Over the past decade SIX has struggled with flat/declining revenue.  EBITDA vacillated between $180-275m for the 7 years leading into the bankruptcy.  The new CEO aims to turn this around with cost cutting, capex cutting and better pricing strategies. 


New management has done a good job boosting EBITDA generation from the same assets as the old team.
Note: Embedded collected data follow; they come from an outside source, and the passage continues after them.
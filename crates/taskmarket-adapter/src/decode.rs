/*
[INPUT]:  Loosely-typed JSON values from the gateway's decoding layer
[OUTPUT]: Strict local types (TaskStatus, strings, integers)
[POS]:    Boundary layer - normalization of externally-decoded contract state
[UPDATE]: When the external decoding layer grows new value shapes
*/

use serde_json::Value;

use crate::types::TaskStatus;

/// Normalize a decoded enum value into `TaskStatus`.
///
/// The decoding layer has represented enumerations differently across
/// versions, so every shape seen in the wild is accepted. Priority order,
/// first match wins:
///
/// 1. object exposing a variant `name`
/// 2. object exposing an ordinal `index`, mapped by position
/// 3. object wrapping a number under `value`, mapped by position
/// 4. raw scalar coercible to a number, mapped by position
/// 5. string matched case-insensitively against the variant names
/// 6. everything else defaults to `Open`
///
/// Keep the order as-is: collapsing steps changes behavior against older
/// decoder versions.
pub fn decode_status(raw: &Value) -> TaskStatus {
    match raw {
        Value::Object(map) => {
            if let Some(name) = map.get("name").and_then(Value::as_str) {
                return TaskStatus::from_name(name).unwrap_or_default();
            }
            if let Some(ordinal) = map.get("index").and_then(coerce_number) {
                return TaskStatus::from_ordinal(ordinal).unwrap_or_default();
            }
            if let Some(ordinal) = map.get("value").and_then(coerce_number) {
                return TaskStatus::from_ordinal(ordinal).unwrap_or_default();
            }
            TaskStatus::default()
        }
        other => {
            if let Some(ordinal) = coerce_number(other) {
                return TaskStatus::from_ordinal(ordinal).unwrap_or_default();
            }
            if let Some(name) = other.as_str() {
                return TaskStatus::from_name(name).unwrap_or_default();
            }
            TaskStatus::default()
        }
    }
}

/// Tolerant string read: prefer the value's own string form, unwrap one
/// `value` wrapper level, otherwise force a string rendering.
pub fn string_field(raw: &Value) -> String {
    match raw {
        Value::String(text) => text.clone(),
        Value::Null => String::new(),
        Value::Object(map) => match map.get("value") {
            Some(Value::String(text)) => text.clone(),
            Some(other) => other.to_string(),
            None => raw.to_string(),
        },
        other => other.to_string(),
    }
}

/// Tolerant integer read; absent or malformed values read as zero.
pub fn number_field(raw: &Value) -> u64 {
    coerce_number(raw).unwrap_or(0)
}

/// Tolerant base-unit amount read; anything that is not a digit string after
/// normalization reads as "0".
pub fn amount_field(raw: &Value) -> String {
    let text = string_field(raw);
    if text.is_empty() || text.bytes().any(|b| !b.is_ascii_digit()) {
        "0".to_string()
    } else {
        text
    }
}

fn coerce_number(raw: &Value) -> Option<u64> {
    if let Some(number) = raw.as_u64() {
        return Some(number);
    }
    raw.as_str().and_then(|text| text.trim().parse::<u64>().ok())
}

#[cfg(test)]
mod tests {
    use super::*;
    use rstest::rstest;
    use serde_json::json;

    #[rstest]
    #[case::named_variant(json!({"name": "Completed"}), TaskStatus::Completed)]
    #[case::named_variant_failed(json!({"name": "Failed"}), TaskStatus::Failed)]
    #[case::ordinal_index(json!({"index": 2}), TaskStatus::Completed)]
    #[case::ordinal_index_zero(json!({"index": 0}), TaskStatus::Open)]
    #[case::numeric_wrapper(json!({"value": 3}), TaskStatus::Failed)]
    #[case::numeric_wrapper_string(json!({"value": "1"}), TaskStatus::InVerification)]
    #[case::raw_number(json!(1), TaskStatus::InVerification)]
    #[case::numeric_string(json!("2"), TaskStatus::Completed)]
    #[case::raw_string(json!("completed"), TaskStatus::Completed)]
    #[case::raw_string_mixed_case(json!("inVerification"), TaskStatus::InVerification)]
    fn decodes_every_known_shape(#[case] raw: Value, #[case] expected: TaskStatus) {
        assert_eq!(decode_status(&raw), expected);
    }

    #[rstest]
    #[case::unknown_name(json!({"name": "Archived"}))]
    #[case::out_of_range_ordinal(json!({"index": 9}))]
    #[case::out_of_range_number(json!(42))]
    #[case::unknown_string(json!("archived"))]
    #[case::null(json!(null))]
    #[case::array(json!([1, 2]))]
    #[case::empty_object(json!({}))]
    #[case::negative_number(json!(-1))]
    fn unparseable_shapes_default_to_open(#[case] raw: Value) {
        assert_eq!(decode_status(&raw), TaskStatus::Open);
    }

    #[test]
    fn name_takes_priority_over_index() {
        let raw = json!({"name": "Failed", "index": 0});
        assert_eq!(decode_status(&raw), TaskStatus::Failed);
    }

    #[test]
    fn index_takes_priority_over_value() {
        let raw = json!({"index": 1, "value": 3});
        assert_eq!(decode_status(&raw), TaskStatus::InVerification);
    }

    #[test]
    fn string_field_handles_all_shapes() {
        assert_eq!(string_field(&json!("erd1abc")), "erd1abc");
        assert_eq!(string_field(&json!({"value": "erd1abc"})), "erd1abc");
        assert_eq!(string_field(&json!(42)), "42");
        assert_eq!(string_field(&json!(null)), "");
    }

    #[test]
    fn number_field_defaults_to_zero() {
        assert_eq!(number_field(&json!(5)), 5);
        assert_eq!(number_field(&json!("7")), 7);
        assert_eq!(number_field(&json!(null)), 0);
        assert_eq!(number_field(&json!("many")), 0);
    }

    #[test]
    fn amount_field_keeps_digit_strings_only() {
        assert_eq!(amount_field(&json!("1000000000000000000")), "1000000000000000000");
        assert_eq!(amount_field(&json!(250)), "250");
        assert_eq!(amount_field(&json!("1e18")), "0");
        assert_eq!(amount_field(&json!(null)), "0");
    }
}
These actions are surely net value creative.  A few easy long hanging fruit items have contributed quite a bit of easy cost savings –Park Aveheadquarters, excess advertising.  However it is important to remember that these types of decisions can have some negative longer term impact on the core business.  Because this is a destination trip, customers who show up at the gate and find higher than expected ticket prices will probably buy the ticket anyway, but might be less inclined to return.  In the same way a customer might be less likely to return if lines are clogged with cheap season pass holders or if they are frustrated that rich kids with flash passes keep cutting their kids in the hourlong line for Kingda Ka.  Eliminating capex on big headline rides, and cutting advertising budget should also have negative long term effects. 


Importantly, these price initiatives don’t create a sustaining growth trajectory, they are just one-off price growth levers.  Once optimal price is reached, sustaining growth is just inflation-type pricing, which doesn’t deserve much of a multiple.  The question is how far above last year’s $350m EBITDA and $3.50 “cash” EPS (really $2.03 of sustaining cash EPS) should you apply an inflation-growth multiple. 


I do not hold a position of employment, directorship, or consultancy with the issuer.
I and/or others I advise hold a material investment in the issuer's securities.